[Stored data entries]
==*==

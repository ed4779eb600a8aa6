//! Common utilities for extinction tests
#![allow(dead_code)]

use std::collections::HashSet;
use std::path::PathBuf;
use std::sync::atomic::{AtomicUsize, Ordering};
use std::sync::{Arc, Mutex};

use extinction::backend::{BackendError, BackendFactory, BackendKind, DustQuery, Options};
use extinction::dataset::{DatasetStore, FetchError};
use extinction::sky::SkyPosition;
use extinction::{MapContext, MapRegistry};

pub fn init_logging() {
    let _ = env_logger::builder().is_test(true).try_init();
}

/// Deterministic stand-in for a survey: smooth in (l, b), linear in distance
pub fn synthetic_value(l_deg: f64, b_deg: f64, distance_kpc: Option<f64>) -> f64 {
    let column = 0.5 + 0.001 * l_deg + 0.01 * b_deg.abs();
    match distance_kpc {
        Some(d) => column * d,
        None => column,
    }
}

/// Everything the mock factory and its backends were asked to do
#[derive(Default)]
pub struct SurveyLog {
    pub constructions: Mutex<Vec<(BackendKind, Options)>>,
    pub queries: Mutex<Vec<Options>>,
}

impl SurveyLog {
    pub fn construction_count(&self) -> usize {
        self.constructions.lock().unwrap().len()
    }

    pub fn last_query_options(&self) -> Option<Options> {
        self.queries.lock().unwrap().last().cloned()
    }
}

pub struct MockSurvey {
    log: Arc<SurveyLog>,
}

impl DustQuery for MockSurvey {
    fn query(&self, position: &SkyPosition, options: &Options) -> Result<f64, BackendError> {
        self.log.queries.lock().unwrap().push(options.clone());
        if position.b_deg().abs() > 85.0 {
            return Err(BackendError::OutOfCoverage {
                l_deg: position.l_deg(),
                b_deg: position.b_deg(),
            });
        }
        Ok(synthetic_value(
            position.l_deg(),
            position.b_deg(),
            position.distance_kpc(),
        ))
    }
}

/// Factory building [`MockSurvey`] backends; `Custom("broken")` fails
pub struct MockFactory {
    pub log: Arc<SurveyLog>,
}

impl BackendFactory for MockFactory {
    fn construct(
        &self,
        kind: &BackendKind,
        options: &Options,
    ) -> Result<Arc<dyn DustQuery>, BackendError> {
        if *kind == BackendKind::Custom("broken".to_string()) {
            return Err(BackendError::Construction {
                backend: kind.to_string(),
                reason: "grid file truncated".to_string(),
            });
        }
        self.log
            .constructions
            .lock()
            .unwrap()
            .push((kind.clone(), options.clone()));
        Ok(Arc::new(MockSurvey {
            log: Arc::clone(&self.log),
        }))
    }
}

/// In-memory dataset store; clones share state so tests can inspect it
#[derive(Clone, Default)]
pub struct MockStore {
    installed: Arc<Mutex<HashSet<String>>>,
    fetchable: Arc<HashSet<String>>,
    fetch_calls: Arc<AtomicUsize>,
}

impl MockStore {
    /// Every identifier is installed
    pub fn everything_installed() -> Self {
        let store = Self::default();
        for id in MapRegistry::builtin().identifiers() {
            store.installed.lock().unwrap().insert(id.to_string());
        }
        store
    }

    /// Nothing installed; only `fetchable` identifiers can be downloaded
    pub fn with_fetchable(fetchable: &[&str]) -> Self {
        Self {
            fetchable: Arc::new(fetchable.iter().map(|s| s.to_string()).collect()),
            ..Self::default()
        }
    }

    pub fn fetch_calls(&self) -> usize {
        self.fetch_calls.load(Ordering::SeqCst)
    }
}

impl DatasetStore for MockStore {
    fn is_present(&self, identifier: &str) -> bool {
        self.installed.lock().unwrap().contains(identifier)
    }

    fn fetch(&self, identifier: &str) -> Result<PathBuf, FetchError> {
        self.fetch_calls.fetch_add(1, Ordering::SeqCst);
        if self.fetchable.contains(identifier) {
            self.installed.lock().unwrap().insert(identifier.to_string());
            Ok(self.location(identifier))
        } else {
            Err(FetchError::NoSource {
                identifier: identifier.to_string(),
            })
        }
    }

    fn location(&self, identifier: &str) -> PathBuf {
        PathBuf::from("/mock/dustmaps").join(identifier)
    }
}

/// Context over the built-in registry with mock backends
pub fn mock_context(store: MockStore) -> (MapContext, Arc<SurveyLog>) {
    init_logging();
    let log = Arc::new(SurveyLog::default());
    let factory = MockFactory {
        log: Arc::clone(&log),
    };
    (MapContext::new(MapRegistry::builtin(), factory, store), log)
}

==*==

Prompt = The last part of the records is the answer, beginning at the line that holds "let factory = MockFactory" and including the final line, repeated exactly.

Your solution =
    let factory = MockFactory {
        log: Arc::clone(&log),
    };
    (MapContext::new(MapRegistry::builtin(), factory, store), log)
}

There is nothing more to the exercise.